(Stored data entries)
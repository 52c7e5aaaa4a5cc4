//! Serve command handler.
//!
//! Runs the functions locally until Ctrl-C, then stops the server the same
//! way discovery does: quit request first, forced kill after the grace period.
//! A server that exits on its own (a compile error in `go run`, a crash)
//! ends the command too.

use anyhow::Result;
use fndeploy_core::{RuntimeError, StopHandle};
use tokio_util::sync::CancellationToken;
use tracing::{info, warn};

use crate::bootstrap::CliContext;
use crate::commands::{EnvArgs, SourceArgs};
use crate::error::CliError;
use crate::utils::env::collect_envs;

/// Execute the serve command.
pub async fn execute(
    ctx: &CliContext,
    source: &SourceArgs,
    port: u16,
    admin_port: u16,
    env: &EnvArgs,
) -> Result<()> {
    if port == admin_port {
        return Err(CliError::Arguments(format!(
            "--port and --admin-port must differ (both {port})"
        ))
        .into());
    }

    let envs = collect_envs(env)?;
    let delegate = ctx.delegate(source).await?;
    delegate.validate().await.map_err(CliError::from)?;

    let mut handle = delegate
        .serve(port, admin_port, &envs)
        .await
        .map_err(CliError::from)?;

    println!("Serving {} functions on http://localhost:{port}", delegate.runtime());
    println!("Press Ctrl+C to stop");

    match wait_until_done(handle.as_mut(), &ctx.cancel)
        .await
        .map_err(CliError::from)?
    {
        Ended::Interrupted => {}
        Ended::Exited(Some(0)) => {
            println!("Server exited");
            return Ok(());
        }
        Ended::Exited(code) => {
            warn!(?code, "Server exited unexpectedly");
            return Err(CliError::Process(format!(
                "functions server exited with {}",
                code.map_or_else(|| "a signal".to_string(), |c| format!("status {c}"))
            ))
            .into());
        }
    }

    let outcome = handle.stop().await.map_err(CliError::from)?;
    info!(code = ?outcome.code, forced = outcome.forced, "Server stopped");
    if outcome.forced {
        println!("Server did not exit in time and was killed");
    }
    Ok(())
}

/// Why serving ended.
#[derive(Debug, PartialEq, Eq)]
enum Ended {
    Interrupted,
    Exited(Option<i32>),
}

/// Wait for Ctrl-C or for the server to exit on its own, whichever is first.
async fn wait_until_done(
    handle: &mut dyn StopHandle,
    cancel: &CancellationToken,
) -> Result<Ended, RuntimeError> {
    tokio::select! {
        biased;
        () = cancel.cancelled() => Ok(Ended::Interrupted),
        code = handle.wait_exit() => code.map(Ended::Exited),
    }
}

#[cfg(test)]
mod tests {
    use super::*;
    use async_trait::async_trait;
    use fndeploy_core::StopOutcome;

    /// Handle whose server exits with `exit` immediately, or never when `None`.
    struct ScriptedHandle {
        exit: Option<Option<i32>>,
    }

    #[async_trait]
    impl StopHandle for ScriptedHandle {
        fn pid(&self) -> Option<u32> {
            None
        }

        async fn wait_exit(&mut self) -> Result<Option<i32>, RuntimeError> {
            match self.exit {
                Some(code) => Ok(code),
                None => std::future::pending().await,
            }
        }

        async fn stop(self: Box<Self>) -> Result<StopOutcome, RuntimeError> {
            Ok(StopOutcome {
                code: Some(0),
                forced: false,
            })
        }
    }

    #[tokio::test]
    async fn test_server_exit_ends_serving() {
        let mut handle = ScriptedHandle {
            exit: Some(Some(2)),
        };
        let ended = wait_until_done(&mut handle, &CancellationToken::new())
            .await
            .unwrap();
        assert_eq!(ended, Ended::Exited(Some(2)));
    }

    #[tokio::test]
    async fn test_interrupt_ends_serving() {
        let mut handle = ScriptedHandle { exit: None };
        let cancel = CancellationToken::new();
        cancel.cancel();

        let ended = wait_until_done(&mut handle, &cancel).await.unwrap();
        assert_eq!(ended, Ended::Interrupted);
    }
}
---
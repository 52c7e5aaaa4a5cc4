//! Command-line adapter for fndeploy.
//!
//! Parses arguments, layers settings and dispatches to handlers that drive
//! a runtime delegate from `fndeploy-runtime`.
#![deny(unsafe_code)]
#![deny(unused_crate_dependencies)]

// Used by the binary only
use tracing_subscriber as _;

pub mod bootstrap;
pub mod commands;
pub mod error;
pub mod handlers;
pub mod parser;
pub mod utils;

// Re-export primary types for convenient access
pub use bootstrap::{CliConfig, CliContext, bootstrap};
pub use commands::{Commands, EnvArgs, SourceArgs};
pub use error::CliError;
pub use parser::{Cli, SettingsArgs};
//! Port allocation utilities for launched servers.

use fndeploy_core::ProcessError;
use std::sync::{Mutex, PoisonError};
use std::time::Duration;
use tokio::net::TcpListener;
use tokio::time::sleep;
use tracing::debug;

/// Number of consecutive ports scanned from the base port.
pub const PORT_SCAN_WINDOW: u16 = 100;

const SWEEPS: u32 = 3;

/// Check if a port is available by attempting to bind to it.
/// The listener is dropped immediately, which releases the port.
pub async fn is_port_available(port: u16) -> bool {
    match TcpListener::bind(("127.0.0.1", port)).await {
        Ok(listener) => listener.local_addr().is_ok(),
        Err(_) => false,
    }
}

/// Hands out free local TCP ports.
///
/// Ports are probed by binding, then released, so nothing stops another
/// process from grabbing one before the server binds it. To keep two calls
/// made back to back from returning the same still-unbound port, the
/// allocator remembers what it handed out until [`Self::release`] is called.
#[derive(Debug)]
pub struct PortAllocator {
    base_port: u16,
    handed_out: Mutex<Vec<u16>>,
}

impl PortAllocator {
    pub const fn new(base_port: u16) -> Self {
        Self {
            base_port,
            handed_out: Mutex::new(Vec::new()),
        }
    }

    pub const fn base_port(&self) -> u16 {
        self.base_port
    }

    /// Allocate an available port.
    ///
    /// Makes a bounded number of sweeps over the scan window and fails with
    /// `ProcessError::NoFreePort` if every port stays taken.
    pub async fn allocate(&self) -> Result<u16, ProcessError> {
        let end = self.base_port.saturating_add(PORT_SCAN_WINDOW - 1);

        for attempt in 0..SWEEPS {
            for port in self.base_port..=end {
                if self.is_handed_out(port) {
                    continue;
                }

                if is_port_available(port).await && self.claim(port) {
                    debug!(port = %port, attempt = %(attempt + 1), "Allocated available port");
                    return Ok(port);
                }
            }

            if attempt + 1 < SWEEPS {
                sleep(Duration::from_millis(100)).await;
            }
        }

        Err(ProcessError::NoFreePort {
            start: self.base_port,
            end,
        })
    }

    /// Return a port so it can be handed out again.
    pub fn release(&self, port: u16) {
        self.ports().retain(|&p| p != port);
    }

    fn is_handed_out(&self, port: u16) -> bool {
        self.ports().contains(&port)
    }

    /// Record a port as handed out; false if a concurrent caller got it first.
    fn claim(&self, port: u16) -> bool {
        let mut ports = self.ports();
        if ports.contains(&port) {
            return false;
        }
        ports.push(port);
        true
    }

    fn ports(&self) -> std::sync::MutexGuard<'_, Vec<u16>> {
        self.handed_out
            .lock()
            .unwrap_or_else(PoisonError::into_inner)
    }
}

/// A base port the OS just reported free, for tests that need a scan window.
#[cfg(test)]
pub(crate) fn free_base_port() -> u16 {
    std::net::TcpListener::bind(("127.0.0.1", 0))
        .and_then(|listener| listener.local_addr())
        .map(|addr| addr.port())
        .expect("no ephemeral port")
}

*DIRECTIONS FOR THIS TASK*: Filter the records down to the lines containing the word "with", and copy those.

*REPLY*:
                "functions server exited with {}",
    /// Handle whose server exits with `exit` immediately, or never when `None`.
    /// Makes a bounded number of sweeps over the scan window and fails with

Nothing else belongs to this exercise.